O autocuidado, o amor próprio, e o sentimento de gratidão, estão entre os benefícios que as terapias interativas proporcionaram a Mirian Furlan que é terapeuta e buscou colegas profissionais para práticas durante o tratamento contra o câncer de mama que teve diagnosticado em 2020, quando tinha 37 anos. Na rotina estiveram yoga, meditação, reiki e o uso de Florais de Bach (compostos extraídos das flores). Dois anos depois, de volta ao trabalho, ela lembra do processo vivenciado durante o tratamento, realizado no Hospital Geral, em Caxias do Sul, e do quanto as terapias a fortaleceram.
— Ao mesmo tempo que estava num hospital, tirando duas mamas, em estava agradecendo pela chance de ficar bem e continuar a vida aqui fora. Enxerguei a doneça por outro ângulo, pela oportunidade que tive pra evoluir. Não estou dizendo que é fácil, cada um vive a dor de uma forma. Pra mim foi assim. Consegui olhar pro que importa de verdade afirma.
Reconhecimento
A incorporação de recursos terapêuticos baseados em conhecimentos tradicionais, por vezes anteriores à própria medicina convencional, nos atendimentos em saúde, não é novidade. O movimento de adesão às chamadas Práticas Integrativas Complementares (PICs) foi impulsionado pela Organização Mundial da Saúde (OMS), ainda na década de 1990 e ganhou reconhecimento no Brasil em 2006, com a Política Nacional de Práticas Integrativas e Complementares (PNPIC) no Sistema Único de Saúde (SUS).
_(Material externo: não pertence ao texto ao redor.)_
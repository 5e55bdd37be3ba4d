//! # Session Router
//!
//! The per-client state machine. Frames from one client are processed
//! strictly in arrival order by that client's receive loop; concurrency
//! exists only between clients and in the background streaming tasks the
//! router spawns.
//!
//! Dispatch is three-tiered: unparseable frames are logged and skipped,
//! `*_response` types are handed to the correlation layers, and everything
//! else must parse into a known [`InboundMessage`] variant or it is logged
//! and skipped. A client can never crash its router with a weird frame.

use base64::prelude::*;
use serde_json::Value;
use std::sync::atomic::Ordering;
use std::sync::Arc;
use tokio::sync::mpsc;
use tracing::{debug, info, warn};
use uuid::Uuid;

use crate::protocol::{
    normalize_memories, InboundMessage, OutboundMessage, TextStartPayload, TextTurnPayload,
    VoiceStartPayload, RESPONSE_SUFFIX, TOOL_RESPONSE_TYPE,
};
use crate::runner::{TextSessionType, TextStream};
use crate::session::registry::{ClientSession, ConnectionRegistry};
use crate::session::{send_envelope, send_value, ChannelSink};

/// Drive one client's inbound frames to completion, then clean up.
///
/// Runs until the frame source closes (the socket actor dropped its sender).
/// Cleanup happens here, on the same task that processed the frames, so no
/// frame can race the teardown.
pub async fn receive_loop(
    registry: Arc<ConnectionRegistry>,
    client_id: Uuid,
    mut inbound: mpsc::UnboundedReceiver<String>,
) {
    while let Some(frame) = inbound.recv().await {
        dispatch(&registry, client_id, &frame).await;
    }
    debug!(client_id = %client_id, "Frame source closed, cleaning up");
    registry.cleanup(client_id).await;
}

/// Route a single frame.
pub async fn dispatch(registry: &Arc<ConnectionRegistry>, client_id: Uuid, frame: &str) {
    let value: Value = match serde_json::from_str(frame) {
        Ok(value) => value,
        Err(err) => {
            warn!(client_id = %client_id, "Discarding unparseable frame: {}", err);
            return;
        }
    };

    let message_type = value["type"].as_str().unwrap_or_default().to_string();
    if message_type.ends_with(RESPONSE_SUFFIX) {
        route_response(registry, client_id, &message_type, value);
        return;
    }

    let message: InboundMessage = match serde_json::from_value(value) {
        Ok(message) => message,
        Err(_) => {
            warn!(client_id = %client_id, "Unknown message type '{}'", message_type);
            return;
        }
    };

    let session = match registry.get(client_id).await {
        Some(session) => session,
        None => {
            warn!(client_id = %client_id, "Frame for unregistered client");
            return;
        }
    };

    match message {
        InboundMessage::StartVoiceSession { payload } => {
            start_voice_session(&session, payload).await
        }
        InboundMessage::StopVoiceSession => stop_voice_session(&session).await,
        InboundMessage::StartTextSession { payload } => start_text_session(&session, payload).await,
        InboundMessage::StopTextSession => stop_text_session(&session).await,
        InboundMessage::Text { payload } => text_turn(&session, payload).await,
        InboundMessage::Audio { payload } => route_audio(&session, payload).await,
        InboundMessage::Video { payload } => route_video(&session, payload).await,
    }
}

/// Deliver a `*_response` frame to whichever correlation layer owns it.
fn route_response(
    registry: &Arc<ConnectionRegistry>,
    client_id: Uuid,
    message_type: &str,
    value: Value,
) {
    let request_id = match value["request_id"].as_str() {
        Some(id) => id.to_string(),
        None => {
            warn!(
                client_id = %client_id,
                "Response '{}' missing request_id", message_type
            );
            return;
        }
    };

    let delivered = if message_type == TOOL_RESPONSE_TYPE {
        // Tool responses carry their payload under "data".
        let data = value.get("data").cloned().unwrap_or(Value::Null);
        registry.proxy.resolve(client_id, &request_id, data)
    } else {
        registry.correlation.resolve(client_id, &request_id, value)
    };

    if !delivered {
        debug!(
            client_id = %client_id,
            request_id = %request_id,
            "Dropping late response '{}'", message_type
        );
    }
}

/// Start a voice session from an explicit client request or a wake word
/// detection. Refused while one is already active.
async fn start_voice_session(session: &Arc<ClientSession>, payload: VoiceStartPayload) {
    // The wake consumer and the receive loop can both reach here; the gate
    // serializes their transitions against each other and against cleanup.
    let _gate = session.voice_gate.lock().await;

    if session.is_closed() {
        debug!(client_id = %session.client_id, "Ignoring voice start during teardown");
        return;
    }

    if session.voice_active.load(Ordering::SeqCst) {
        send_envelope(
            &session.channel,
            &OutboundMessage::VoiceSessionError {
                error: "Voice session already active".to_string(),
            },
        );
        return;
    }

    let memories_loaded = payload.memories.len();
    let conversation = match session
        .runner
        .start_voice_conversation(payload.initial_message, payload.memories)
        .await
    {
        Ok(conversation) => conversation,
        Err(err) => {
            warn!(client_id = %session.client_id, "Voice session start failed: {}", err);
            send_envelope(
                &session.channel,
                &OutboundMessage::VoiceSessionError { error: err },
            );
            return;
        }
    };

    session.voice_active.store(true, Ordering::SeqCst);

    let pump = {
        let channel = session.channel.clone();
        let mut events = conversation.events;
        tokio::spawn(async move {
            while let Some(mut event) = events.recv().await {
                if let Value::Object(ref mut map) = event {
                    map.insert("session".to_string(), Value::String("voice".to_string()));
                }
                if send_value(&channel, &event).is_err() {
                    break;
                }
            }
        })
    };
    session.voice_task.set(pump).await;

    info!(client_id = %session.client_id, memories_loaded, "Voice session started");
    send_envelope(
        &session.channel,
        &OutboundMessage::VoiceSessionStarted {
            status: "success",
            memories_loaded,
        },
    );
}

/// Wake word path: same start as an explicit request, no payload.
pub async fn handle_wake_detection(registry: &Arc<ConnectionRegistry>, client_id: Uuid) {
    let session = match registry.get(client_id).await {
        Some(session) => session,
        None => return,
    };
    if session.voice_active.load(Ordering::SeqCst) {
        debug!(client_id = %client_id, "Wake word during active voice session, ignoring");
        return;
    }
    start_voice_session(&session, VoiceStartPayload::default()).await;
}

/// Stopping is always confirmed, even when no session was active, so the
/// client's view converges on "stopped".
async fn stop_voice_session(session: &Arc<ClientSession>) {
    session.stop_voice().await;
    send_envelope(&session.channel, &OutboundMessage::VoiceSessionEnded);
}

async fn start_text_session(session: &Arc<ClientSession>, payload: TextStartPayload) {
    // Nested and flat payload shapes carry the same three fields.
    let (session_type, content, memories) = match payload.initial_message {
        Some(init) => (init.session_type, init.content, init.memories),
        None => (payload.session_type, payload.content, payload.memories),
    };

    if session.text_active.load(Ordering::SeqCst) {
        let current = session
            .current_text_type()
            .map(|t| t.to_string())
            .unwrap_or_else(|| "unknown".to_string());
        send_envelope(
            &session.channel,
            &OutboundMessage::text_error(format!(
                "Text session already active with type '{}'. End the current session first.",
                current
            )),
        );
        return;
    }

    let session_type: TextSessionType = match session_type.as_deref().unwrap_or("chat").parse() {
        Ok(parsed) => parsed,
        Err(err) => {
            send_envelope(&session.channel, &OutboundMessage::text_error(err));
            return;
        }
    };

    let (selected_text, user_query) = match content.as_ref().and_then(extract_text_content) {
        Some(parts) => parts,
        None => {
            send_envelope(
                &session.channel,
                &OutboundMessage::text_error(
                    "Text session requires 'content' with 'selected_text' and 'user_query'"
                        .to_string(),
                ),
            );
            return;
        }
    };

    let memories = normalize_memories(&memories);
    let memories_loaded = memories.len();
    let stream = match session
        .runner
        .start_text_session(session_type, &selected_text, &user_query, memories)
        .await
    {
        Ok(stream) => stream,
        Err(err) => {
            warn!(client_id = %session.client_id, "Text session start failed: {}", err);
            send_envelope(&session.channel, &OutboundMessage::text_error(err));
            return;
        }
    };

    session.text_active.store(true, Ordering::SeqCst);
    *session.text_session_type.lock().unwrap() = Some(session_type);

    info!(
        client_id = %session.client_id,
        session_type = %session_type,
        memories_loaded,
        "Text session started"
    );
    send_envelope(
        &session.channel,
        &OutboundMessage::TextSessionStarted {
            session_type,
            memories_loaded,
        },
    );

    let streaming = {
        let channel = session.channel.clone();
        tokio::spawn(stream_text_response(channel, stream))
    };
    session.text_task.set(streaming).await;
}

fn extract_text_content(content: &Value) -> Option<(String, String)> {
    let map = content.as_object()?;
    let selected_text = map.get("selected_text")?.as_str()?.to_string();
    let user_query = map.get("user_query")?.as_str()?.to_string();
    Some((selected_text, user_query))
}

async fn text_turn(session: &Arc<ClientSession>, payload: TextTurnPayload) {
    if !session.text_active.load(Ordering::SeqCst) {
        send_envelope(
            &session.channel,
            &OutboundMessage::text_error(
                "No active text session. Start a text session first.".to_string(),
            ),
        );
        return;
    }

    // A new turn supersedes any response still streaming; wait for the old
    // task to actually stop before starting the next one.
    session.text_task.cancel().await;

    let stream = match session.runner.continue_text_conversation(&payload.text).await {
        Ok(stream) => stream,
        Err(err) => {
            warn!(client_id = %session.client_id, "Text turn failed: {}", err);
            send_envelope(&session.channel, &OutboundMessage::text_error(err));
            return;
        }
    };

    let streaming = {
        let channel = session.channel.clone();
        tokio::spawn(stream_text_response(channel, stream))
    };
    session.text_task.set(streaming).await;
}

async fn stop_text_session(session: &Arc<ClientSession>) {
    session.stop_text().await;
    send_envelope(&session.channel, &OutboundMessage::TextSessionEnded);
}

/// Forward streamed chunks, then confirm completion. A runner-side error
/// ends the stream without a completion envelope.
async fn stream_text_response(channel: Arc<dyn ChannelSink>, mut stream: TextStream) {
    while let Some(item) = stream.recv().await {
        match item {
            Ok(chunk) => send_envelope(&channel, &OutboundMessage::text_content(chunk)),
            Err(err) => {
                send_envelope(&channel, &OutboundMessage::text_error(err));
                return;
            }
        }
    }
    send_envelope(&channel, &OutboundMessage::text_complete());
}

/// Audio goes to the live voice conversation when one exists, otherwise to
/// the wake word detector.
async fn route_audio(session: &Arc<ClientSession>, payload: Value) {
    if session.voice_active.load(Ordering::SeqCst) {
        if let Err(err) = session.runner.send_voice_content(payload).await {
            warn!(client_id = %session.client_id, "Voice content rejected: {}", err);
        }
        return;
    }

    let encoded = match payload["data"].as_str() {
        Some(encoded) => encoded,
        None => {
            debug!(client_id = %session.client_id, "Audio payload without data field");
            return;
        }
    };
    match BASE64_STANDARD.decode(encoded) {
        Ok(bytes) => session.detector.add_audio_chunk(&bytes),
        Err(err) => {
            warn!(client_id = %session.client_id, "Invalid base64 audio: {}", err);
        }
    }
}

/// Video only has a destination inside a live voice conversation.
async fn route_video(session: &Arc<ClientSession>, payload: Value) {
    if session.voice_active.load(Ordering::SeqCst) {
        if let Err(err) = session.runner.send_voice_content(payload).await {
            warn!(client_id = %session.client_id, "Video content rejected: {}", err);
        }
    } else {
        debug!(client_id = %session.client_id, "Dropping video frame outside voice session");
    }
}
Embora ainda não faça parte do rol de atendimentos prestados pela maioria das unidades de saúde do país, o serviço público, por meio dos municípios, pode integrar profissionais qualificados em alguma das 29 práticas reconhecidas pelo Ministério da Saúde, contando com auxílio da 5ª Coordenadoria Regional da Saúde. Dentre as cidades abrangidas, 29 tiveram atendimentos de terapias integrativas neste ano, em serviços que tendem a ser ampliados, uma vez que o Programa Estadual de Incentivos para Atenção Primária à Saúde (PIAPS), do Estado, prevê este tipo de atendimento.
Na alta complexidade, que abrange o tratamento oncológico, por exemplo, as terapias integrativas ainda não chegam à maioria dos pacientes, mas, para quem consegue encontrar formas de praticá-las fora da rede pública, os resultados tem sido satisfatórios e, justamente por isso, atraído o olhar da medicina, que conta com uma especialidade emergente, a chamada Oncologia Integrativa, com foco em melhorar a saúde, a qualidade de vida e os resultados clínicos do paciente ao longo do contínuo cuidado oncológico.
Um guia publicado pela Sociedade Americana de Oncologia Clínica (Asco) inclui recomendações como a meditação, musicoterapia, yoga, acupuntura, massagem e relaxamento para reduzir a ansiedade. A acupressão e eletroacupuntura, gengibre e relaxamento, segundo o documento, podem ser considerados como possíveis acréscimos aos medicamentos para controlar náuseas e vômitos durante a quimioterapia. Para melhorar a fadiga durante o tratamento, a hipnose também é uma das técnicas a ser considerada.